Ex-vendedor de uma rede varejista em meados dos anos 90, o lobista é conhecido em Cuiabá (MT), onde mora e foi preso, como um bem-sucedido empresário do setor de transportes de carga, fazendeiro, dono de postos de gasolina, um hotel, uma empresa de táxi aéreo e um jato que tem as iniciais do casal bordadas nas poltronas. Mirian também tem um histórico de sucesso profissional. O escritório dela funciona no bairro mais nobre da capital. Mesmo sem pertencer a nenhuma grande banca de advocacia, nos últimos anos ela atuou em mais de 200 processos apenas no STJ e tem uma lista de clientes que reúne, entre outros, o cantor sertanejo Zezé Di Camargo. Procurada, a assessoria de Zezé Di Camargo não respondeu nem como nem quando ele conheceu Mirian, mas garantiu que a relação entre ambos é “exclusivamente comercial”. A JBS não se manifestou.
Amigo e sócio do advogado Roberto Zampieri, assassinado em uma emboscada no final de 2023, Andreson é peça-chave nas investigações que indicam que servidores dos gabinetes dos ministros do STJ Nancy Andrighi, Og Fernandes, Isabel Gallotti e Paulo Moura Ribeiro vendiam decisões dos magistrados em troca de propina. A polícia apreendeu mais de 3 500 arquivos de mensagens trocadas entre o advogado e o lobista. Há nelas relatos de extorsão, cobrança de pagamentos a servidores, comprovantes de depósitos bancários e provas de que as sentenças eram manipuladas. Os ministros, ao que tudo indica, não sabiam nem se beneficiaram do esquema de corrupção. A PF também rastreia a atuação de Andreson em venda de sentenças em três tribunais estaduais — Mato Grosso, Mato Grosso do Sul e Goiás. “Os elementos colhidos estão longe de serem desprezíveis e demonstram um empreendimento criminoso revestido de complexidade e ousadia, que movimentou ou ainda movimenta vultosas quantias monetárias para o alcance dos fins pretendidos”, registrou Cristino Zanin em uma das decisões.

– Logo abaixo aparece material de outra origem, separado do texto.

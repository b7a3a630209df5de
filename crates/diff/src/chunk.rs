use std::ops::Range;

use derive_more::Display;

use crate::line_diff::{DiffLine, DiffLineKind};

#[cfg(feature = "serde")]
use serde::{Deserialize, Serialize};

/// Status of a chunk of lines
#[derive(Debug, Clone, Copy, PartialEq, Eq, Hash, Display)]
#[cfg_attr(feature = "serde", derive(Serialize, Deserialize))]
pub enum ChunkKind {
    /// Only unchanged lines
    #[display(fmt = "Unchanged")]
    Unchanged,

    /// Removed and added lines, in any mix
    #[display(fmt = "Changed")]
    Changed,
}

impl From<DiffLineKind> for ChunkKind {
    fn from(kind: DiffLineKind) -> Self {
        if kind.is_change() {
            ChunkKind::Changed
        } else {
            ChunkKind::Unchanged
        }
    }
}

/// A maximal run of lines that fold or expand together
#[derive(Debug, Clone, PartialEq, Eq)]
#[cfg_attr(feature = "serde", derive(Serialize, Deserialize))]
pub struct Chunk {
    /// The status shared by every line of the chunk
    pub kind: ChunkKind,

    /// The lines of the chunk, as indices into the flat line sequence
    pub range: Range<usize>,
}

impl Chunk {
    /// The chunk's lines out of the flat line sequence it was built from
    pub fn lines<'a>(&self, lines: &'a [DiffLine]) -> &'a [DiffLine] {
        &lines[self.range.clone()]
    }

    /// Number of lines in the chunk
    pub fn len(&self) -> usize {
        self.range.len()
    }

    pub fn is_empty(&self) -> bool {
        self.range.is_empty()
    }

    pub fn is_changed(&self) -> bool {
        self.kind == ChunkKind::Changed
    }
}

/// Group a flat line sequence into chunks.
///
/// Consecutive lines share a chunk while they are all unchanged or all
/// changes; removed and added lines merge into one changed chunk. Every
/// chunk is non-empty and the chunk ranges tile `0..lines.len()` in order.
pub fn chunkify(lines: &[DiffLine]) -> Vec<Chunk> {
    let mut chunks: Vec<Chunk> = Vec::new();

    for (index, line) in lines.iter().enumerate() {
        let kind = ChunkKind::from(line.kind);
        match chunks.last_mut() {
            Some(chunk) if chunk.kind == kind => chunk.range.end = index + 1,
            _ => chunks.push(Chunk {
                kind,
                range: index..index + 1,
            }),
        }
    }

    chunks
}
use proptest::prelude::*;
use similar::{capture_diff_slices, Algorithm, DiffOp};
use twin_diff::{
    chunkify, diff_lines, diff_sequences, diff_words, split_lines, ChunkKind, DiffLineKind,
    EditKind,
};

/// Small alphabets so that generated texts share plenty of lines
fn text() -> impl Strategy<Value = String> {
    prop::collection::vec("[abc]{0,2}", 0..12).prop_map(|lines| lines.join("\n"))
}

fn line() -> impl Strategy<Value = String> {
    "[ab .]{0,12}"
}

fn rebuild(lines: &[twin_diff::DiffLine], skip: DiffLineKind) -> String {
    lines
        .iter()
        .filter(|l| l.kind != skip)
        .map(|l| l.content.as_str())
        .collect::<Vec<_>>()
        .join("\n")
}

proptest! {
    #[test]
    fn test_edit_script_rebuilds_both_texts(old in text(), new in text()) {
        let diff = diff_lines(&old, &new);

        prop_assert_eq!(rebuild(diff.lines(), DiffLineKind::Added), old);
        prop_assert_eq!(rebuild(diff.lines(), DiffLineKind::Removed), new);
    }

    #[test]
    fn test_line_numbers_count_up(old in text(), new in text()) {
        let diff = diff_lines(&old, &new);

        let old_numbers: Vec<_> = diff.lines().iter().filter_map(|l| l.old_line_no).collect();
        let new_numbers: Vec<_> = diff.lines().iter().filter_map(|l| l.new_line_no).collect();

        prop_assert_eq!(old_numbers, (1..=split_lines(&old).len()).collect::<Vec<_>>());
        prop_assert_eq!(new_numbers, (1..=split_lines(&new).len()).collect::<Vec<_>>());
    }

    #[test]
    fn test_identical_texts_are_unchanged(body in text()) {
        let diff = diff_lines(&body, &body);

        prop_assert_eq!(diff.len(), split_lines(&body).len());
        for line in diff.lines() {
            prop_assert_eq!(line.kind, DiffLineKind::Unchanged);
            prop_assert_eq!(line.old_line_no, line.new_line_no);
        }
    }

    #[test]
    fn test_edit_script_is_minimal(old in text(), new in text()) {
        let old_lines = split_lines(&old);
        let new_lines = split_lines(&new);

        let equal = diff_sequences(&old_lines, &new_lines)
            .iter()
            .filter(|op| op.kind == EditKind::Equal)
            .count();

        let reference: usize = capture_diff_slices(Algorithm::Myers, &old_lines, &new_lines)
            .iter()
            .map(|op| match op {
                DiffOp::Equal { len, .. } => *len,
                _ => 0,
            })
            .sum();

        prop_assert_eq!(equal, reference);
    }

    #[test]
    fn test_pairs_are_mutual_and_adjacent(old in text(), new in text()) {
        let diff = diff_lines(&old, &new);

        for (i, line) in diff.lines().iter().enumerate() {
            if let Some(j) = line.paired_with {
                prop_assert_eq!(diff.paired_with(j), Some(i));
                prop_assert_eq!(i.abs_diff(j), 1);
                prop_assert!(line.kind.is_change());
                prop_assert_ne!(line.kind, diff.lines()[j].kind);
                prop_assert!(diff.segments(i).is_some());
            } else {
                prop_assert!(diff.segments(i).is_none());
            }
        }
    }

    #[test]
    fn test_chunks_tile_the_diff(old in text(), new in text()) {
        let diff = diff_lines(&old, &new);
        let chunks = chunkify(diff.lines());

        let mut next = 0;
        for chunk in &chunks {
            prop_assert!(!chunk.is_empty());
            prop_assert_eq!(chunk.range.start, next);
            next = chunk.range.end;

            let changed = chunk.kind == ChunkKind::Changed;
            for line in chunk.lines(diff.lines()) {
                prop_assert_eq!(line.kind.is_change(), changed);
            }
        }
        prop_assert_eq!(next, diff.len());

        // Neighbouring chunks always differ in kind
        for pair in chunks.windows(2) {
            prop_assert_ne!(pair[0].kind, pair[1].kind);
        }
    }

    #[test]
    fn test_word_segments_are_coalesced(old in line(), new in line()) {
        let segments = diff_words(&old, &new);

        for pair in segments.windows(2) {
            prop_assert_ne!(pair[0].kind, pair[1].kind);
        }
        for segment in &segments {
            prop_assert!(!segment.value.is_empty());
        }

        let old_side: String = segments
            .iter()
            .filter(|s| s.visible_on(EditKind::Removed))
            .map(|s| s.value.as_str())
            .collect();
        let new_side: String = segments
            .iter()
            .filter(|s| s.visible_on(EditKind::Added))
            .map(|s| s.value.as_str())
            .collect();
        prop_assert_eq!(old_side, old);
        prop_assert_eq!(new_side, new);
    }
}
// File identity for Twin
// Derives filename slugs and pairs two file collections by slug

mod matcher;
mod slug;
mod source_file;

pub use matcher::{match_files, match_indices, MatchEntry, MatchKind, MatchedPair};
pub use slug::{slug, Slug};
pub use source_file::SourceFile;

Antes de ser preso, o lobista disse a VEJA que não tinha nenhum envolvimento com venda de sentenças, mas não soube explicar as mensagens apreendidas pela polícia nas quais aparece falando abertamente sobre os métodos que usava para conseguir decisões de ministros do STJ, juízes e desembargadores dos tribunais estaduais. “O que estão fazendo comigo é uma crueldade. Não conheço nenhum ministro, chefe de gabinete, ninguém, nunca pisei lá. No futuro vou provar que me pegaram para Cristo”, garantiu. Por fim, ainda fez uma ressalva para deixar claro que não tinha nenhuma ligação com a área jurídica. “Nem advogado sou”, afirmou. Foi a única coisa realmente verdadeira que o lobista disse em sua defesa. Em um processo que tramita no STJ, o nome dele aparece como representante de umas das partes, inscrito na OAB sob o número 25965/PA. A Ordem dos Advogados do Brasil confirmou que o registro é falso.